Without further ado, here are the nine players in NBA history who have completed two decades as league players, ranked by decreasing win share in that 20th season:

9. Kobe Bryant (-0.4 EC)

Despite releasing what is almost undeniably the greatest conclusion to a playing career in basketball history – one night when I inexplicably bet real US currency that he would score under 27.5 points – Kobe was unquestionably bad in his 20th and final NBA season.

Just years away from surgery to repair a ruptured Achilles tendon, Kobe had lost almost all the spring in his step that helped fuel his graceful glides around the court. With less punch under his sweater and a reduced ability to evade athletically superior defenders, Kobe’s stats in his final season were those of a player below replacement level (to borrow baseball parlance).
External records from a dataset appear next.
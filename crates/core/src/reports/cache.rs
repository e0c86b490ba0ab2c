//! Monthly report caching using Moka.
//!
//! Only reports for fully elapsed months are cached; their inputs no
//! longer change in the normal flow.

use moka::sync::Cache;
use std::sync::Arc;
use std::time::Duration;

use super::types::{MonthlyReport, ReportPeriod};

/// Default cache capacity (number of months).
const DEFAULT_CACHE_CAPACITY: u64 = 120;

/// Default time-to-live for cache entries (5 minutes).
const DEFAULT_TTL_SECS: u64 = 300;

/// Cache for monthly reports keyed by period.
#[derive(Clone)]
pub struct ReportCache {
    cache: Cache<ReportPeriod, Arc<MonthlyReport>>,
}

impl ReportCache {
    /// Creates a new report cache with default settings.
    ///
    /// Default: 120 months max, 5 minute TTL.
    #[must_use]
    pub fn new() -> Self {
        Self::with_config(DEFAULT_CACHE_CAPACITY, DEFAULT_TTL_SECS)
    }

    /// Creates a new report cache with custom configuration.
    #[must_use]
    pub fn with_config(max_capacity: u64, ttl_secs: u64) -> Self {
        let cache = Cache::builder()
            .max_capacity(max_capacity)
            .time_to_live(Duration::from_secs(ttl_secs))
            .build();

        Self { cache }
    }

    /// Cached report for a period.
    #[must_use]
    pub fn get(&self, period: ReportPeriod) -> Option<MonthlyReport> {
        self.cache.get(&period).map(|report| (*report).clone())
    }

    /// Cache a report.
    pub fn insert(&self, period: ReportPeriod, report: MonthlyReport) {
        self.cache.insert(period, Arc::new(report));
    }

    /// Invalidates all cached entries.
    pub fn invalidate_all(&self) {
        self.cache.invalidate_all();
    }

    /// Returns the number of entries currently in the cache.
    #[must_use]
    pub fn entry_count(&self) -> u64 {
        self.cache.entry_count()
    }

    /// Runs cache maintenance tasks.
    pub fn run_pending_tasks(&self) {
        self.cache.run_pending_tasks();
    }
}

impl Default for ReportCache {
    fn default() -> Self {
        Self::new()
    }
}
//! Material catalog backed by the materials table.

use sea_orm::{DatabaseConnection, EntityTrait};
use uuid::Uuid;

use crate::entities::materials;
use estimo_core::catalog::{CatalogError, MaterialCatalog};

/// Material catalog repository implementation.
#[derive(Debug, Clone)]
pub struct MaterialRepository {
    db: DatabaseConnection,
}

impl MaterialRepository {
    /// Create a new material repository.
    #[must_use]
    pub fn new(db: DatabaseConnection) -> Self {
        Self { db }
    }
}

impl MaterialCatalog for MaterialRepository {
    async fn describe(&self, material_id: Uuid) -> Result<Option<String>, CatalogError> {
        let model = materials::Entity::find_by_id(material_id)
            .one(&self.db)
            .await
            .map_err(|e| CatalogError::Unavailable(e.to_string()))?;

        Ok(model.map(|m| m.name))
    }
}
//! Finance summary routes.

use axum::{
    Json, Router,
    extract::State,
    response::IntoResponse,
    routing::{get, post},
};
use rust_decimal::Decimal;
use serde::Deserialize;

use crate::{AppState, error::ApiError};

/// Creates the finance summary routes.
pub fn routes() -> Router<AppState> {
    Router::new()
        .route("/finance/summary", get(get_summary))
        .route("/finance/summary/balance", post(adjust_balance))
        .route("/finance/summary/income", post(adjust_income))
}

/// Request body for a balance adjustment.
#[derive(Debug, Deserialize)]
pub struct AdjustBalanceRequest {
    /// Signed delta.
    pub delta: Decimal,
}

/// Direction of an income adjustment.
#[derive(Debug, Clone, Copy, Deserialize)]
#[serde(rename_all = "snake_case")]
pub enum IncomeDirection {
    /// Add to income and balance.
    Increment,
    /// Subtract from income and balance.
    Decrement,
}

/// Request body for an income adjustment.
#[derive(Debug, Deserialize)]
pub struct AdjustIncomeRequest {
    /// Positive amount.
    pub amount: Decimal,
    /// Increment or decrement.
    pub direction: IncomeDirection,
}

/// GET `/finance/summary` - Current totals.
async fn get_summary(State(state): State<AppState>) -> Result<impl IntoResponse, ApiError> {
    let summary = state.finance_service().get_summary().await?;
    Ok(Json(summary))
}

/// POST `/finance/summary/balance` - Apply a signed balance delta.
async fn adjust_balance(
    State(state): State<AppState>,
    Json(payload): Json<AdjustBalanceRequest>,
) -> Result<impl IntoResponse, ApiError> {
    let summary = state.finance_service().adjust_balance(payload.delta).await?;
    Ok(Json(summary))
}

/// POST `/finance/summary/income` - Record approved or withdrawn income.
async fn adjust_income(
    State(state): State<AppState>,
    Json(payload): Json<AdjustIncomeRequest>,
) -> Result<impl IntoResponse, ApiError> {
    let service = state.finance_service();
    let summary = match payload.direction {
        IncomeDirection::Increment => service.increment_income(payload.amount).await?,
        IncomeDirection::Decrement => service.decrement_income(payload.amount).await?,
    };
    Ok(Json(summary))
}
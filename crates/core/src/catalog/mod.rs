//! Material catalog lookups.
//!
//! Quotation material lines reference catalog entries by id. The catalog
//! only supplies a display name; pricing always comes from the line itself.

use thiserror::Error;
use uuid::Uuid;

/// Catalog lookup failure.
#[derive(Debug, Error)]
pub enum CatalogError {
    /// The catalog could not be reached or read.
    #[error("Material catalog unavailable: {0}")]
    Unavailable(String),
}

/// Resolves material references to descriptive names.
///
/// This trait is implemented by the db crate against the materials table.
pub trait MaterialCatalog: Send + Sync {
    /// Name of a material, or `None` if the reference is unknown.
    fn describe(
        &self,
        material_id: Uuid,
    ) -> impl std::future::Future<Output = Result<Option<String>, CatalogError>> + Send;
}

/// Resolve a material description, tolerating catalog failures.
///
/// Falls back to the caller-supplied text when there is no reference, the
/// reference is unknown, or the lookup fails.
pub async fn resolve_description<C: MaterialCatalog>(
    catalog: &C,
    material_id: Option<Uuid>,
    fallback: String,
) -> String {
    let Some(material_id) = material_id else {
        return fallback;
    };

    match catalog.describe(material_id).await {
        Ok(Some(name)) if !name.trim().is_empty() => name,
        Ok(_) => fallback,
        Err(e) => {
            tracing::warn!(
                material_id = %material_id,
                error = %e,
                "Material lookup failed, keeping supplied description"
            );
            fallback
        }
    }
}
Most nights this season it was a tough act to watch, but who cares? Handing the keys to Kobe at a time of career decline has cemented the franchise’s relationship with one of its brightest stars, while helping the team improve its fairness in the upcoming draft.

On miserable 36%/29%/83% shooting splits, Kobe averaged 17.6 points per game for Byron Scott’s utterly uncompetitive 17-65 Lakers team, a group whose incompetence ultimately was rewarded with the right to select Brandon Ingram second overall in the 2017 NBA. Draft.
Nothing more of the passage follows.